//! Import extraction: textual scan of one file, resolved and cached.

use std::path::Path;

use super::regexes;
use super::resolve::resolve_import_path;
use crate::cache::{self, FileSystemCache};
use crate::types::{ImportInfo, Options};

/// Returns the import edges of `file` in textual order, serving the cached
/// list whenever the stored mtime-size fingerprint still matches the disk.
///
/// Reads go through [`cache::read_file`] and any I/O failure degrades to an
/// empty list: one unreadable file must not abort the surrounding run. The
/// failed read drops the stored fingerprint, so a file that reappears is
/// re-extracted on the next call.
pub fn get_file_imports(
    file: &Path,
    options: &Options,
    cache: &mut FileSystemCache,
) -> Vec<ImportInfo> {
    if cache.is_cache_valid(file)
        && let Some(cached) = cache.cached_imports(file)
    {
        let list = cached.to_vec();
        cache.cache_hits += 1;
        return list;
    }

    cache.fresh_scans += 1;
    // Stat before read: if the file changes in between, the stored
    // fingerprint is the older one and the next call re-extracts.
    let fingerprint = cache::fingerprint(file);
    let text = match cache::read_file(file) {
        Ok(text) => text,
        Err(err) => {
            if options.verbose {
                eprintln!("[gyre] unreadable {}: {}", file.display(), err);
            }
            cache.store_imports(file, Vec::new(), None);
            return Vec::new();
        }
    };

    let imports = scan_imports(&text, file, options, cache);
    cache.store_imports(file, imports.clone(), fingerprint);
    imports
}

/// Scans `text` for the five recognized edge shapes, merges the matches by
/// byte offset so the result follows source order, then resolves each
/// specifier. External and ignored targets are dropped.
fn scan_imports(
    text: &str,
    file: &Path,
    options: &Options,
    cache: &mut FileSystemCache,
) -> Vec<ImportInfo> {
    let mut found: Vec<(usize, String, bool)> = Vec::new();

    for caps in regexes::regex_import().captures_iter(text) {
        if let (Some(whole), Some(spec)) = (caps.get(0), caps.get(2)) {
            found.push((whole.start(), spec.as_str().to_string(), false));
        }
    }
    for caps in regexes::regex_side_effect_import().captures_iter(text) {
        if let (Some(whole), Some(spec)) = (caps.get(0), caps.get(1)) {
            found.push((whole.start(), spec.as_str().to_string(), false));
        }
    }
    for caps in regexes::regex_reexport_star().captures_iter(text) {
        if let (Some(whole), Some(spec)) = (caps.get(0), caps.get(1)) {
            found.push((whole.start(), spec.as_str().to_string(), false));
        }
    }
    for caps in regexes::regex_reexport_named().captures_iter(text) {
        if let (Some(whole), Some(spec)) = (caps.get(0), caps.get(2)) {
            found.push((whole.start(), spec.as_str().to_string(), false));
        }
    }
    for caps in regexes::regex_dynamic_import().captures_iter(text) {
        if let (Some(whole), Some(spec)) = (caps.get(0), caps.get(1)) {
            found.push((whole.start(), spec.as_str().to_string(), true));
        }
    }

    found.sort_by_key(|(offset, _, _)| *offset);

    let mut imports = Vec::new();
    for (_, specifier, dynamic) in found {
        let Some(resolved) = resolve_import_path(&specifier, file, options, cache) else {
            continue;
        };
        let relative = resolved
            .strip_prefix(&options.workspace_root)
            .unwrap_or(resolved.as_path());
        if cache.is_ignored(relative, &options.ignore_patterns) {
            continue;
        }
        imports.push(ImportInfo::new(resolved, &specifier, dynamic));
    }
    imports
}
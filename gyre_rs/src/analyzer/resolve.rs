//! Specifier resolution: maps the string inside an import statement to an
//! absolute workspace path, or classifies it as external.

use std::collections::HashMap;
use std::path::{Path, PathBuf};

use crate::cache::FileSystemCache;
use crate::fs_utils::normalize_path;
use crate::types::Options;

/// Resolves `specifier` as written in `importing_file`.
///
/// Policy, in order:
/// 1. Relative (`./x`, `../x`): joined to the importing file's directory,
///    then the literal/extension/barrel chain.
/// 2. Aliased (a configured prefix such as `@app`): mapped to its
///    workspace-relative directory, same fallback chain.
/// 3. Anything else is external and returns `None`; cycles through
///    third-party packages are not actionable.
///
/// An in-workspace specifier always resolves to `Some` path, even when
/// nothing exists on disk: the literal candidate is returned and the
/// caller's read simply finds no file there.
pub fn resolve_import_path(
    specifier: &str,
    importing_file: &Path,
    options: &Options,
    cache: &mut FileSystemCache,
) -> Option<PathBuf> {
    if specifier.starts_with('.') {
        let parent = importing_file.parent()?;
        return Some(resolve_with_fallbacks(
            parent.join(specifier),
            options,
            cache,
        ));
    }
    if let Some((target, rest)) = match_alias(specifier, &options.aliases) {
        let mut base = options.workspace_root.join(target);
        if !rest.is_empty() {
            base = base.join(rest);
        }
        return Some(resolve_with_fallbacks(base, options, cache));
    }
    None
}

/// Longest configured alias matching `specifier` exactly or as a `/`
/// separated prefix. Returns the mapped directory and the remainder.
fn match_alias<'a>(
    specifier: &'a str,
    aliases: &'a HashMap<String, String>,
) -> Option<(&'a str, &'a str)> {
    let mut best: Option<(&'a str, &'a str, usize)> = None;
    for (alias, target) in aliases {
        let rest = if specifier == alias {
            Some("")
        } else {
            specifier
                .strip_prefix(alias.as_str())
                .and_then(|r| r.strip_prefix('/'))
        };
        if let Some(rest) = rest
            && best.is_none_or(|(_, _, len)| alias.len() > len)
        {
            best = Some((target.as_str(), rest, alias.len()));
        }
    }
    best.map(|(target, rest, _)| (target, rest))
}

/// The shared fallback chain: literal path first, then each extension
/// appended (appended, not substituted, so `./api.v2` can become
/// `api.v2.ts`), then each barrel filename as a directory index. Misses
/// return the normalized literal path unchanged.
fn resolve_with_fallbacks(base: PathBuf, options: &Options, cache: &mut FileSystemCache) -> PathBuf {
    let literal = normalize_path(&base);
    if cache.exists(&literal) {
        return literal;
    }
    for ext in &options.extensions {
        let mut joined = literal.as_os_str().to_os_string();
        joined.push(".");
        joined.push(ext);
        let candidate = PathBuf::from(joined);
        if cache.exists(&candidate) {
            return candidate;
        }
    }
    for barrel in &options.barrel_exports {
        let candidate = literal.join(barrel);
        if cache.exists(&candidate) {
            return candidate;
        }
    }
    literal
}

#[cfg(test)]
mod tests {
    use super::*;
    use std::fs;
    use tempfile::TempDir;

    fn create_test_project() -> TempDir {
        let tmp = TempDir::new().expect("temp dir");
        let root = tmp.path();
        fs::create_dir_all(root.join("src/pages")).expect("mkdir pages");
        fs::create_dir_all(root.join("src/widgets")).expect("mkdir widgets");
        fs::write(root.join("src/app.ts"), "export {};").unwrap();
        fs::write(root.join("src/util.ts"), "export {};").unwrap();
        fs::write(root.join("src/api.v2.ts"), "export {};").unwrap();
        fs::write(root.join("src/pages/index.ts"), "export {};").unwrap();
        fs::write(root.join("src/widgets/index.tsx"), "export {};").unwrap();
        fs::write(root.join("lib.ts"), "export {};").unwrap();
        tmp
    }

    fn setup(tmp: &TempDir) -> (Options, FileSystemCache, PathBuf) {
        let options = Options::new(tmp.path(), 8);
        let cache = FileSystemCache::new();
        let app = tmp.path().join("src/app.ts");
        (options, cache, app)
    }

    #[test]
    fn relative_literal_with_extension() {
        let tmp = create_test_project();
        let (options, mut cache, app) = setup(&tmp);
        let resolved = resolve_import_path("./util.ts", &app, &options, &mut cache);
        assert_eq!(resolved, Some(tmp.path().join("src/util.ts")));
    }

    #[test]
    fn relative_appends_extensions_in_order() {
        let tmp = create_test_project();
        let (options, mut cache, app) = setup(&tmp);
        let resolved = resolve_import_path("./util", &app, &options, &mut cache);
        assert_eq!(resolved, Some(tmp.path().join("src/util.ts")));
    }

    #[test]
    fn extension_is_appended_not_substituted() {
        let tmp = create_test_project();
        let (options, mut cache, app) = setup(&tmp);
        let resolved = resolve_import_path("./api.v2", &app, &options, &mut cache);
        assert_eq!(resolved, Some(tmp.path().join("src/api.v2.ts")));
    }

    #[test]
    fn directory_import_falls_through_to_barrel() {
        let tmp = create_test_project();
        let (options, mut cache, app) = setup(&tmp);
        assert_eq!(
            resolve_import_path("./pages", &app, &options, &mut cache),
            Some(tmp.path().join("src/pages/index.ts"))
        );
        // index.ts missing, next barrel filename wins.
        assert_eq!(
            resolve_import_path("./widgets", &app, &options, &mut cache),
            Some(tmp.path().join("src/widgets/index.tsx"))
        );
    }

    #[test]
    fn parent_traversal_is_normalized() {
        let tmp = create_test_project();
        let (options, mut cache, app) = setup(&tmp);
        let resolved = resolve_import_path("../lib", &app, &options, &mut cache);
        assert_eq!(resolved, Some(tmp.path().join("lib.ts")));
    }

    #[test]
    fn alias_maps_into_src() {
        let tmp = create_test_project();
        let (options, mut cache, app) = setup(&tmp);
        assert_eq!(
            resolve_import_path("@app/util", &app, &options, &mut cache),
            Some(tmp.path().join("src/util.ts"))
        );
        assert_eq!(
            resolve_import_path("@src/pages", &app, &options, &mut cache),
            Some(tmp.path().join("src/pages/index.ts"))
        );
    }

    #[test]
    fn longest_alias_wins() {
        let tmp = create_test_project();
        let (mut options, mut cache, app) = setup(&tmp);
        options
            .aliases
            .insert("@app/pages".to_string(), "src/pages".to_string());
        let resolved = resolve_import_path("@app/pages", &app, &options, &mut cache);
        assert_eq!(resolved, Some(tmp.path().join("src/pages/index.ts")));
    }

    #[test]
    fn externals_resolve_to_none() {
        let tmp = create_test_project();
        let (options, mut cache, app) = setup(&tmp);
        assert_eq!(
            resolve_import_path("react", &app, &options, &mut cache),
            None
        );
        // Scoped package without a configured alias stays external.
        assert_eq!(
            resolve_import_path("@angular/core", &app, &options, &mut cache),
            None
        );
    }

    #[test]
    fn miss_returns_the_literal_path() {
        let tmp = create_test_project();
        let (options, mut cache, app) = setup(&tmp);
        let resolved = resolve_import_path("./nope", &app, &options, &mut cache);
        assert_eq!(resolved, Some(tmp.path().join("src/nope")));
    }
}
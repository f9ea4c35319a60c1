//! Run-scoped cache shared by the extractor and the cycle detector.
//!
//! One `FileSystemCache` is created per analysis run and passed `&mut` into
//! every core call. Existence checks are memoized for the whole run; import
//! lists are memoized per file behind an mtime-size fingerprint; compiled
//! glob patterns and reported-cycle hashes are memoized without invalidation.
//! Reads are never memoized.

use std::collections::{HashMap, HashSet};
use std::fs;
use std::io;
use std::path::{Path, PathBuf};
use std::time::UNIX_EPOCH;

use globset::{Glob, GlobMatcher};

use crate::types::ImportInfo;

#[derive(Default)]
pub struct FileSystemCache {
    /// Absolute file path -> extracted imports, textual order.
    pub(crate) dependencies: HashMap<PathBuf, Vec<ImportInfo>>,
    /// Absolute path -> existence, memoized for the whole run.
    pub(crate) file_exists: HashMap<PathBuf, bool>,
    /// Absolute path -> "mtime-size" fingerprint guarding `dependencies`.
    pub(crate) file_hashes: HashMap<PathBuf, String>,
    /// Glob pattern -> compiled matcher; `None` marks a malformed pattern
    /// that warned once and never matches.
    pub(crate) compiled_patterns: HashMap<String, Option<GlobMatcher>>,
    /// Canonical hashes of cycles already surfaced this run.
    pub(crate) reported_cycles: HashSet<String>,
    pub(crate) cache_hits: usize,
    pub(crate) fresh_scans: usize,
}

impl FileSystemCache {
    pub fn new() -> Self {
        Self::default()
    }

    /// Resets all memoized state in place. Watch-style hosts call this
    /// between runs so edited files are never served stale.
    pub fn clear(&mut self) {
        self.dependencies.clear();
        self.file_exists.clear();
        self.file_hashes.clear();
        self.compiled_patterns.clear();
        self.reported_cycles.clear();
        self.cache_hits = 0;
        self.fresh_scans = 0;
    }

    /// Memoized existence probe: true when a regular file sits at `path`.
    /// Directories answer false so directory imports fall through to the
    /// barrel chain. The first answer for a path sticks for the rest of
    /// the run; runs are short-lived by contract.
    pub fn exists(&mut self, path: &Path) -> bool {
        if let Some(&found) = self.file_exists.get(path) {
            return found;
        }
        let found = path.is_file();
        self.file_exists.insert(path.to_path_buf(), found);
        found
    }

    /// True while the stored fingerprint for `path` still matches the
    /// file on disk. A missing stored hash or a failed stat is stale.
    pub fn is_cache_valid(&self, path: &Path) -> bool {
        match (self.file_hashes.get(path), fingerprint(path)) {
            (Some(stored), Some(current)) => *stored == current,
            _ => false,
        }
    }

    pub fn cached_imports(&self, path: &Path) -> Option<&[ImportInfo]> {
        self.dependencies.get(path).map(Vec::as_slice)
    }

    /// Stores a freshly extracted import list. `fingerprint` is the stat
    /// taken alongside the read; `None` (file vanished mid-scan) drops any
    /// stored hash so the next call re-extracts.
    pub fn store_imports(
        &mut self,
        path: &Path,
        imports: Vec<ImportInfo>,
        fingerprint: Option<String>,
    ) {
        match fingerprint {
            Some(fp) => {
                self.file_hashes.insert(path.to_path_buf(), fp);
            }
            None => {
                self.file_hashes.remove(path);
            }
        }
        self.dependencies.insert(path.to_path_buf(), imports);
    }

    /// Compiled matcher for `pattern`, memoized per pattern string. A
    /// malformed pattern warns once on stderr and yields `None` from then
    /// on, so it can never match anything.
    pub fn matcher(&mut self, pattern: &str) -> Option<&GlobMatcher> {
        if !self.compiled_patterns.contains_key(pattern) {
            let compiled = match Glob::new(pattern) {
                Ok(glob) => Some(glob.compile_matcher()),
                Err(err) => {
                    eprintln!("[gyre][warn] invalid glob '{}': {}", pattern, err);
                    None
                }
            };
            self.compiled_patterns.insert(pattern.to_string(), compiled);
        }
        self.compiled_patterns
            .get(pattern)
            .and_then(|m| m.as_ref())
    }

    /// True when `path` matches any of `patterns`. Callers pass
    /// workspace-relative paths so root-anchored globs behave.
    pub fn is_ignored(&mut self, path: &Path, patterns: &[String]) -> bool {
        for pattern in patterns {
            if let Some(matcher) = self.matcher(pattern)
                && matcher.is_match(path)
            {
                return true;
            }
        }
        false
    }

    /// Records a canonical cycle hash. Returns true when this loop has not
    /// been reported before in this run.
    pub fn mark_reported(&mut self, hash: &str) -> bool {
        self.reported_cycles.insert(hash.to_string())
    }

    /// (cache hits, fresh scans) observed by the extractor so far.
    pub fn scan_stats(&self) -> (usize, usize) {
        (self.cache_hits, self.fresh_scans)
    }
}

/// Raw read, deliberately unmemoized. Contents may change between calls
/// within one run; staleness is the fingerprint's job, not this one's.
pub fn read_file(path: &Path) -> io::Result<String> {
    fs::read_to_string(path)
}

/// `"{mtime_secs}-{size}"` for the file at `path`, or `None` when the
/// stat fails (deleted mid-run, permissions). Seconds granularity is
/// enough because size participates too.
pub fn fingerprint(path: &Path) -> Option<String> {
    let meta = fs::metadata(path).ok()?;
    let mtime = meta
        .modified()
        .ok()
        .and_then(|t| t.duration_since(UNIX_EPOCH).ok())
        .map(|d| d.as_secs())
        .unwrap_or(0);
    Some(format!("{}-{}", mtime, meta.len()))
}

#[cfg(test)]
mod tests {
    use super::*;
    use std::fs::File;
    use std::io::Write;
    use tempfile::TempDir;

    fn write_file(dir: &TempDir, name: &str, content: &str) -> PathBuf {
        let path = dir.path().join(name);
        let mut f = File::create(&path).unwrap();
        f.write_all(content.as_bytes()).unwrap();
        path
    }

    #[test]
    fn exists_is_memoized_for_the_run() {
        let dir = TempDir::new().unwrap();
        let file = write_file(&dir, "a.ts", "export {};\n");

        let mut cache = FileSystemCache::new();
        assert!(cache.exists(&file));

        fs::remove_file(&file).unwrap();
        // Memoized answer survives the deletion.
        assert!(cache.exists(&file));

        let mut fresh = FileSystemCache::new();
        assert!(!fresh.exists(&file));
    }

    #[test]
    fn exists_answers_false_for_directories() {
        let dir = TempDir::new().unwrap();
        fs::create_dir(dir.path().join("pages")).unwrap();

        let mut cache = FileSystemCache::new();
        assert!(!cache.exists(&dir.path().join("pages")));
    }

    #[test]
    fn fingerprint_encodes_mtime_and_size() {
        let dir = TempDir::new().unwrap();
        let file = write_file(&dir, "a.ts", "12345");

        let fp = fingerprint(&file).unwrap();
        let (mtime, size) = fp.split_once('-').unwrap();
        assert!(mtime.chars().all(|c| c.is_ascii_digit()));
        assert_eq!(size, "5");

        assert_eq!(fingerprint(&dir.path().join("missing.ts")), None);
    }

    #[test]
    fn cache_validity_follows_fingerprint() {
        let dir = TempDir::new().unwrap();
        let file = write_file(&dir, "a.ts", "import './b';\n");

        let mut cache = FileSystemCache::new();
        assert!(!cache.is_cache_valid(&file));

        cache.store_imports(&file, Vec::new(), fingerprint(&file));
        assert!(cache.is_cache_valid(&file));

        // A longer rewrite changes the size, so the fingerprint changes
        // even within the same mtime second.
        write_file(&dir, "a.ts", "import './b';\nimport './c';\n");
        assert!(!cache.is_cache_valid(&file));
    }

    #[test]
    fn storing_without_fingerprint_drops_the_hash() {
        let dir = TempDir::new().unwrap();
        let file = write_file(&dir, "a.ts", "export {};\n");

        let mut cache = FileSystemCache::new();
        cache.store_imports(&file, Vec::new(), fingerprint(&file));
        assert!(cache.is_cache_valid(&file));

        cache.store_imports(&file, Vec::new(), None);
        assert!(!cache.is_cache_valid(&file));
    }

    #[test]
    fn malformed_pattern_never_matches_and_is_memoized_once() {
        let mut cache = FileSystemCache::new();
        let patterns = vec!["a{".to_string()];

        assert!(!cache.is_ignored(Path::new("a"), &patterns));
        assert!(!cache.is_ignored(Path::new("a{"), &patterns));
        assert_eq!(cache.compiled_patterns.len(), 1);
        assert!(cache.compiled_patterns.get("a{").unwrap().is_none());
    }

    #[test]
    fn patterns_compile_once_and_match() {
        let mut cache = FileSystemCache::new();
        let patterns = vec!["**/generated/**".to_string(), "*.stories.tsx".to_string()];

        assert!(cache.is_ignored(Path::new("src/generated/api.ts"), &patterns));
        assert!(cache.is_ignored(Path::new("Button.stories.tsx"), &patterns));
        assert!(!cache.is_ignored(Path::new("src/app.ts"), &patterns));
        assert_eq!(cache.compiled_patterns.len(), 2);

        // Repeated checks reuse the compiled matchers.
        assert!(cache.is_ignored(Path::new("src/generated/api.ts"), &patterns));
        assert_eq!(cache.compiled_patterns.len(), 2);
    }

    #[test]
    fn mark_reported_dedups() {
        let mut cache = FileSystemCache::new();
        assert!(cache.mark_reported("a.ts -> b.ts"));
        assert!(!cache.mark_reported("a.ts -> b.ts"));
        assert!(cache.mark_reported("a.ts -> c.ts"));
    }

    #[test]
    fn clear_resets_everything() {
        let dir = TempDir::new().unwrap();
        let file = write_file(&dir, "a.ts", "export {};\n");

        let mut cache = FileSystemCache::new();
        cache.exists(&file);
        cache.store_imports(&file, Vec::new(), fingerprint(&file));
        cache.matcher("*.ts");
        cache.mark_reported("a -> b");
        cache.cache_hits = 3;
        cache.fresh_scans = 1;

        cache.clear();
        assert!(cache.dependencies.is_empty());
        assert!(cache.file_exists.is_empty());
        assert!(cache.file_hashes.is_empty());
        assert!(cache.compiled_patterns.is_empty());
        assert!(cache.reported_cycles.is_empty());
        assert_eq!(cache.scan_stats(), (0, 0));
    }

    #[test]
    fn read_file_reports_errors_instead_of_caching() {
        let dir = TempDir::new().unwrap();
        let file = write_file(&dir, "a.ts", "one");

        assert_eq!(read_file(&file).unwrap(), "one");
        write_file(&dir, "a.ts", "two!");
        assert_eq!(read_file(&file).unwrap(), "two!");

        assert!(read_file(dir.path()).is_err());
        assert!(read_file(&dir.path().join("gone.ts")).is_err());
    }
}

◇ ◇ ◇ ◇

_DIRECTIONS_
Nothing but the lines from the start of the data through the line holding "surrounding run. The" should be restated, and each one exactly.

_EXERCISE ANSWER_
//! Import extraction: textual scan of one file, resolved and cached.

use std::path::Path;

use super::regexes;
use super::resolve::resolve_import_path;
use crate::cache::{self, FileSystemCache};
use crate::types::{ImportInfo, Options};

/// Returns the import edges of `file` in textual order, serving the cached
/// list whenever the stored mtime-size fingerprint still matches the disk.
///
/// Reads go through [`cache::read_file`] and any I/O failure degrades to an
/// empty list: one unreadable file must not abort the surrounding run. The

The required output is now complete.